What is the difference between mimicry and replicating something human?
Sundararajan: Once something is successful, people start to mimic that style. Because if I’m a musician and I want to imitate someone’s style, there will still be differences between my style and theirs that reflect my talent and my creative ability. With an AI twin, in some sense you are creating an exact replica rather than simply mimicking the style.
I think the second big difference is the scalability of this. Once this is encoded into an AI system, new creations can be generated at a breathtaking pace.
Who is most at risk from this?
Sundararajan: If you’re an incredibly famous artist there’s very little danger, because if someone generates a replica of your music, you can simply say ‘It’s not mine’ and then it won’t be as popular. You’ve got the brand that allows you to get the economic returns from your creations.
On the other hand, if you’re an up-and-coming band that isn’t very well-known and you start to do somewhat well on Spotify and someone encodes into AI your style of music and starts to generate, hundreds of different examples, then your ability to even build that brand can be curtailed before you had the chance to do it. And so you’re unable to get the economic returns associated with either your talent or with your human capital.
So where does the law stand at the moment?

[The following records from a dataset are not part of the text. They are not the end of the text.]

//! Category Model

use serde::{Deserialize, Serialize};

use super::item::DeliveryMode;

/// Category entity
///
/// Items reference categories by name (denormalized); renaming a category
/// fans out across items best-effort, not transactionally.
#[derive(Debug, Clone, Serialize, Deserialize)]
pub struct Category {
    pub id: String,
    /// Unique display name
    pub name: String,
    #[serde(default)]
    pub image_url: String,
    #[serde(default)]
    pub display_order: i32,
    pub delivery_mode_default: DeliveryMode,
}
//! Item Record

use rust_decimal::Decimal;
use serde::{Deserialize, Serialize};
use surrealdb::RecordId;
use validator::Validate;

use shared::DeliveryMode;

/// Catalog item record
///
/// Mutated once after creation - the sold flip inside the purchase
/// transaction. Invariant: `sold == true` implies `buyer_id` is set.
#[derive(Debug, Clone, Serialize, Deserialize)]
pub struct ItemRecord {
    pub id: Option<RecordId>,
    pub name: String,
    pub price: Decimal,
    pub seller_id: i64,
    pub seller_name: String,
    /// Denormalized category name
    pub category: String,
    pub hidden_payload: String,
    pub delivery_mode: DeliveryMode,
    #[serde(default)]
    pub sold: bool,
    pub buyer_id: Option<i64>,
    pub buyer_name: Option<String>,
}

impl ItemRecord {
    /// Plain record key (without the table prefix).
    pub fn key(&self) -> String {
        self.id
            .as_ref()
            .map(|id| id.key().to_string())
            .unwrap_or_default()
    }
}

/// Create item payload (admin action)
#[derive(Debug, Clone, Serialize, Deserialize, Validate)]
pub struct ItemCreate {
    #[validate(length(min = 1, max = 120))]
    pub name: String,
    /// Must be non-negative; checked in the handler since validator has no
    /// Decimal range support
    pub price: Decimal,
    pub seller_id: i64,
    #[validate(length(min = 1, max = 64))]
    pub seller_name: String,
    #[validate(length(min = 1, max = 64))]
    pub category: String,
    #[validate(length(min = 1))]
    pub hidden_payload: String,
    /// Defaults to the category's delivery_mode_default when omitted
    pub delivery_mode: Option<DeliveryMode>,
}
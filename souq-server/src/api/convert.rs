//! Record ↔ wire model conversion
//!
//! Store records carry SurrealDB `RecordId`s; the API boundary hands out
//! the plain wire models from the `shared` crate.

use crate::db::models::{
    CategoryRecord, ChargeHistoryRecord, ChargeKeyRecord, ItemRecord, OrderRecord,
    UserAccountRecord,
};
use shared::{Category, ChargeHistoryEntry, ChargeKey, Item, Order, UserAccount};

impl From<ItemRecord> for Item {
    fn from(record: ItemRecord) -> Self {
        let id = record.key();
        Item {
            id,
            name: record.name,
            price: record.price,
            seller_id: record.seller_id,
            seller_name: record.seller_name,
            category: record.category,
            hidden_payload: record.hidden_payload,
            delivery_mode: record.delivery_mode,
            sold: record.sold,
            buyer_id: record.buyer_id,
            buyer_name: record.buyer_name,
        }
    }
}

impl From<OrderRecord> for Order {
    fn from(record: OrderRecord) -> Self {
        let id = record.key();
        Order {
            id,
            buyer_id: record.buyer_id,
            buyer_name: record.buyer_name,
            item_id: record.item_id,
            item_name: record.item_name,
            price: record.price,
            category: record.category,
            hidden_payload: record.hidden_payload,
            delivery_mode: record.delivery_mode,
            seller_id: record.seller_id,
            seller_name: record.seller_name,
            status: record.status,
            admin_id: record.admin_id,
            created_at: record.created_at,
        }
    }
}

impl From<CategoryRecord> for Category {
    fn from(record: CategoryRecord) -> Self {
        let id = record.key();
        Category {
            id,
            name: record.name,
            image_url: record.image_url,
            display_order: record.display_order,
            delivery_mode_default: record.delivery_mode_default,
        }
    }
}

impl From<ChargeKeyRecord> for ChargeKey {
    fn from(record: ChargeKeyRecord) -> Self {
        ChargeKey {
            code: record.code,
            amount: record.amount,
            used: record.used,
            used_by: record.used_by,
            created_at: record.created_at,
        }
    }
}

impl From<ChargeHistoryRecord> for ChargeHistoryEntry {
    fn from(record: ChargeHistoryRecord) -> Self {
        ChargeHistoryEntry {
            user_id: record.user_id,
            amount: record.amount,
            code: record.code,
            created_at: record.created_at,
        }
    }
}

impl From<UserAccountRecord> for UserAccount {
    fn from(record: UserAccountRecord) -> Self {
        UserAccount {
            user_id: record.user_id,
            name: record.name,
            balance: record.balance,
        }
    }
}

Sundararajan: Every AI system we use was created by training it on examples. A lot of discussion has focused on whether it’s OK for AI companies to use other people’s creations for this. The law is unclear at present.
Some people argue that this falls under the fair use doctrine, which exists in the US, the EU and China (although it may be called different things in different places) where if you’re transforming what you’re using into something sufficiently different in a way that won’t affect the commercial value of what you’re using, then it’s OK, you’re not infringing on copyright.
The law is also unclear today on the ownership associated with something generated by AI, a particular creation. So if an AI system writes a story or generates a piece of art or composes a song, in some jurisdictions, if it is completely AI-generated with no human participation at all, nobody owns it, it’s in the public domain.
If there’s enough human assistance, such as providing a storyline which the AI completes for you or you outline a song and the song is then AI-generated, then you can continue to own the copyright.
On the issue of who owns the creative process, there seems to be little or no law that is giving us a definitive answer on how we can reclaim ownership of our creative process.
What’s likely to happen is the US, the EU or China – one of these three – is [going] to take a leadership role and define the first set of guidelines and laws around individuals’ ownership of their creative processes and the use of data to train something like ChatGPT.